▸ Input material
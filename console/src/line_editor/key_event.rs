// Copyright (c) 2026 R3BL LLC. Licensed under Apache License, Version 2.0.

//! Key events as the console sees them. Any source of key events (a terminal, a GUI
//! toolkit, a test script) converts into [`ConsoleKeyEvent`]; the crossterm conversion
//! is provided here.

use crossterm::event::{KeyCode, KeyEvent, KeyEventKind as CrosstermKeyEventKind,
                       KeyModifiers, ModifierKeyCode};
use serde::{Deserialize, Serialize};

/// Build a [`ConsoleKeyEvent`] with less ceremony.
///
/// ```
/// use r3bl_console::{ConsoleKey, KeyEventKind, console_key};
///
/// assert_eq!(console_key!(@char 'a').key, ConsoleKey::Char('a'));
/// assert!(console_key!(@ctrl 'u').mask.is_ctrl_pressed());
/// assert_eq!(console_key!(@special Enter).key, ConsoleKey::Enter);
/// assert!(console_key!(@shift Home).mask.is_shift_pressed());
/// assert_eq!(console_key!(@release Up).kind, KeyEventKind::Release);
/// ```
#[macro_export]
macro_rules! console_key {
    // @char
    (@char $arg_char : expr) => {
        $crate::ConsoleKeyEvent::pressed($crate::ConsoleKey::Char($arg_char))
    };

    // @ctrl
    (@ctrl $arg_char : expr) => {
        $crate::ConsoleKeyEvent::pressed($crate::ConsoleKey::Char($arg_char))
            .with_mask($crate::ModifierKeysMask::new().with_ctrl())
    };

    // @special
    (@special $arg_special : ident) => {
        $crate::ConsoleKeyEvent::pressed($crate::ConsoleKey::$arg_special)
    };

    // @shift
    (@shift $arg_special : ident) => {
        $crate::ConsoleKeyEvent::pressed($crate::ConsoleKey::$arg_special)
            .with_mask($crate::ModifierKeysMask::new().with_shift())
    };

    // @release
    (@release $arg_special : ident) => {
        $crate::ConsoleKeyEvent::pressed($crate::ConsoleKey::$arg_special).released()
    };

    // @mask
    (@mask $arg_modifiers : expr, $arg_key : expr) => {
        $crate::ConsoleKeyEvent::pressed($arg_key).with_mask($arg_modifiers)
    };
}

#[derive(Serialize, Deserialize, Debug, Clone, Copy, PartialEq, Eq, Hash)]
pub enum ConsoleKey {
    Char(char),
    Enter,
    Tab,
    BackTab,
    Backspace,
    Delete,
    Insert,
    Esc,
    Left,
    Right,
    Up,
    Down,
    Home,
    End,
    PageUp,
    PageDown,
    Function(u8),
    /// A modifier pressed on its own.
    Modifier(ModifierKey),
    System(SystemKey),
    /// Anything the source could not name (media keys, keypad begin, ...).
    Unidentified,
}

#[derive(Serialize, Deserialize, Debug, Clone, Copy, PartialEq, Eq, Hash)]
pub enum ModifierKey {
    Shift,
    Control,
    Alt,
    Meta,
}

#[derive(Serialize, Deserialize, Debug, Clone, Copy, PartialEq, Eq, Hash)]
pub enum SystemKey {
    CapsLock,
    ScrollLock,
    NumLock,
    PrintScreen,
    Pause,
    Menu,
}

#[derive(Serialize, Deserialize, Debug, Clone, Copy, PartialEq, Eq, Hash, Default)]
pub enum KeyState {
    Pressed,
    #[default]
    NotPressed,
}

#[derive(Serialize, Deserialize, Debug, Clone, Copy, PartialEq, Eq, Hash, Default)]
pub enum KeyEventKind {
    #[default]
    Press,
    Release,
}

#[derive(Serialize, Deserialize, Debug, Clone, Copy, PartialEq, Eq, Hash, Default)]
pub struct ModifierKeysMask {
    pub shift_key_state: KeyState,
    pub ctrl_key_state: KeyState,
    pub alt_key_state: KeyState,
    pub meta_key_state: KeyState,
}

impl ModifierKeysMask {
    #[must_use]
    pub fn new() -> Self { Self::default() }

    #[must_use]
    pub fn with_shift(mut self) -> Self {
        self.shift_key_state = KeyState::Pressed;
        self
    }

    #[must_use]
    pub fn with_ctrl(mut self) -> Self {
        self.ctrl_key_state = KeyState::Pressed;
        self
    }

    #[must_use]
    pub fn with_alt(mut self) -> Self {
        self.alt_key_state = KeyState::Pressed;
        self
    }

    #[must_use]
    pub fn with_meta(mut self) -> Self {
        self.meta_key_state = KeyState::Pressed;
        self
    }

    #[must_use]
    pub fn is_shift_pressed(&self) -> bool { self.shift_key_state == KeyState::Pressed }

    #[must_use]
    pub fn is_ctrl_pressed(&self) -> bool { self.ctrl_key_state == KeyState::Pressed }

    #[must_use]
    pub fn is_alt_pressed(&self) -> bool { self.alt_key_state == KeyState::Pressed }

    #[must_use]
    pub fn is_meta_pressed(&self) -> bool { self.meta_key_state == KeyState::Pressed }

    /// No Ctrl, Alt or Meta. Shift is allowed since it is part of typing.
    #[must_use]
    pub fn is_plain_typing(&self) -> bool {
        !self.is_ctrl_pressed() && !self.is_alt_pressed() && !self.is_meta_pressed()
    }
}

impl From<KeyModifiers> for ModifierKeysMask {
    /// `intersects` is used rather than `contains`: the bit only has to show up.
    fn from(other: KeyModifiers) -> ModifierKeysMask {
        let state_of = |flags: KeyModifiers| {
            if other.intersects(flags) {
                KeyState::Pressed
            } else {
                KeyState::NotPressed
            }
        };
        ModifierKeysMask {
            shift_key_state: state_of(KeyModifiers::SHIFT),
            ctrl_key_state: state_of(KeyModifiers::CONTROL),
            alt_key_state: state_of(KeyModifiers::ALT),
            meta_key_state: state_of(KeyModifiers::META | KeyModifiers::SUPER),
        }
    }
}

#[derive(Serialize, Deserialize, Debug, Clone, Copy, PartialEq, Eq, Hash)]
pub struct ConsoleKeyEvent {
    pub key: ConsoleKey,
    #[serde(default)]
    pub mask: ModifierKeysMask,
    #[serde(default)]
    pub kind: KeyEventKind,
}

impl ConsoleKeyEvent {
    #[must_use]
    pub fn pressed(key: ConsoleKey) -> Self {
        Self {
            key,
            mask: ModifierKeysMask::new(),
            kind: KeyEventKind::Press,
        }
    }

    #[must_use]
    pub fn with_mask(mut self, mask: ModifierKeysMask) -> Self {
        self.mask = mask;
        self
    }

    #[must_use]
    pub fn released(mut self) -> Self {
        self.kind = KeyEventKind::Release;
        self
    }

    #[must_use]
    pub fn is_press(&self) -> bool { self.kind == KeyEventKind::Press }

    /// Is this `key` (letters compared case insensitively) with Ctrl held?
    #[must_use]
    pub fn is_ctrl_char(&self, expected: char) -> bool {
        match self.key {
            ConsoleKey::Char(ch) => {
                self.mask.is_ctrl_pressed() && ch.eq_ignore_ascii_case(&expected)
            }
            _ => false,
        }
    }
}

impl From<ModifierKeyCode> for ModifierKey {
    fn from(other: ModifierKeyCode) -> Self {
        match other {
            ModifierKeyCode::LeftShift | ModifierKeyCode::RightShift => ModifierKey::Shift,
            ModifierKeyCode::LeftControl | ModifierKeyCode::RightControl => {
                ModifierKey::Control
            }
            ModifierKeyCode::LeftAlt
            | ModifierKeyCode::RightAlt
            | ModifierKeyCode::IsoLevel3Shift
            | ModifierKeyCode::IsoLevel5Shift => ModifierKey::Alt,
            ModifierKeyCode::LeftSuper
            | ModifierKeyCode::RightSuper
            | ModifierKeyCode::LeftHyper
            | ModifierKeyCode::RightHyper
            | ModifierKeyCode::LeftMeta
            | ModifierKeyCode::RightMeta => ModifierKey::Meta,
        }
    }
}

impl From<KeyCode> for ConsoleKey {
    fn from(other: KeyCode) -> Self {
        match other {
            KeyCode::Char(ch) => ConsoleKey::Char(ch),
            KeyCode::Enter => ConsoleKey::Enter,
            KeyCode::Tab => ConsoleKey::Tab,
            KeyCode::BackTab => ConsoleKey::BackTab,
            KeyCode::Backspace => ConsoleKey::Backspace,
            KeyCode::Delete => ConsoleKey::Delete,
            KeyCode::Insert => ConsoleKey::Insert,
            KeyCode::Esc => ConsoleKey::Esc,
            KeyCode::Left => ConsoleKey::Left,
            KeyCode::Right => ConsoleKey::Right,
            KeyCode::Up => ConsoleKey::Up,
            KeyCode::Down => ConsoleKey::Down,
            KeyCode::Home => ConsoleKey::Home,
            KeyCode::End => ConsoleKey::End,
            KeyCode::PageUp => ConsoleKey::PageUp,
            KeyCode::PageDown => ConsoleKey::PageDown,
            KeyCode::F(number) => ConsoleKey::Function(number),
            KeyCode::Modifier(modifier) => ConsoleKey::Modifier(modifier.into()),
            KeyCode::CapsLock => ConsoleKey::System(SystemKey::CapsLock),
            KeyCode::ScrollLock => ConsoleKey::System(SystemKey::ScrollLock),
            KeyCode::NumLock => ConsoleKey::System(SystemKey::NumLock),
            KeyCode::PrintScreen => ConsoleKey::System(SystemKey::PrintScreen),
            KeyCode::Pause => ConsoleKey::System(SystemKey::Pause),
            KeyCode::Menu => ConsoleKey::System(SystemKey::Menu),
            KeyCode::Null | KeyCode::KeypadBegin | KeyCode::Media(_) => {
                ConsoleKey::Unidentified
            }
        }
    }
}

impl From<KeyEvent> for ConsoleKeyEvent {
    /// Repeats are treated as presses.
    fn from(other: KeyEvent) -> Self {
        ConsoleKeyEvent {
            key: other.code.into(),
            mask: other.modifiers.into(),
            kind: match other.kind {
                CrosstermKeyEventKind::Press | CrosstermKeyEventKind::Repeat => {
                    KeyEventKind::Press
                }
                CrosstermKeyEventKind::Release => KeyEventKind::Release,
            },
        }
    }
}

#[cfg(test)]
mod tests {
    use super::*;
    use pretty_assertions::assert_eq;
    use test_case::test_case;

    #[test_case(KeyCode::Char('x'), ConsoleKey::Char('x'))]
    #[test_case(KeyCode::Enter, ConsoleKey::Enter)]
    #[test_case(KeyCode::F(5), ConsoleKey::Function(5))]
    #[test_case(KeyCode::CapsLock, ConsoleKey::System(SystemKey::CapsLock))]
    #[test_case(
        KeyCode::Modifier(ModifierKeyCode::RightShift),
        ConsoleKey::Modifier(ModifierKey::Shift)
    )]
    #[test_case(KeyCode::Null, ConsoleKey::Unidentified)]
    fn test_convert_key_code(code: KeyCode, expected: ConsoleKey) {
        assert_eq!(ConsoleKey::from(code), expected);
    }

    #[test]
    fn test_convert_crossterm_key_event() {
        let mut crossterm_event =
            KeyEvent::new(KeyCode::Char('c'), KeyModifiers::CONTROL | KeyModifiers::SHIFT);
        crossterm_event.kind = CrosstermKeyEventKind::Repeat;

        let event = ConsoleKeyEvent::from(crossterm_event);

        assert!(event.is_press());
        assert!(event.is_ctrl_char('C'));
        assert!(event.mask.is_shift_pressed());
        assert!(!event.mask.is_plain_typing());
    }

    #[test]
    fn test_ctrl_char_requires_ctrl() {
        assert!(!console_key!(@char 'c').is_ctrl_char('c'));
        assert!(console_key!(@ctrl 'c').is_ctrl_char('c'));
        assert!(!console_key!(@ctrl 'd').is_ctrl_char('c'));
    }

    #[test]
    fn test_serde_defaults_for_mask_and_kind() {
        let event: ConsoleKeyEvent =
            serde_json::from_str(r#"{ "key": { "Char": "q" } }"#).unwrap();
        assert_eq!(event, console_key!(@char 'q'));
    }
}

▸ Task objective
Return, from the entries, each line that holds "Unidentified".

▸ Task output
    Unidentified,
                ConsoleKey::Unidentified
    #[test_case(KeyCode::Null, ConsoleKey::Unidentified)]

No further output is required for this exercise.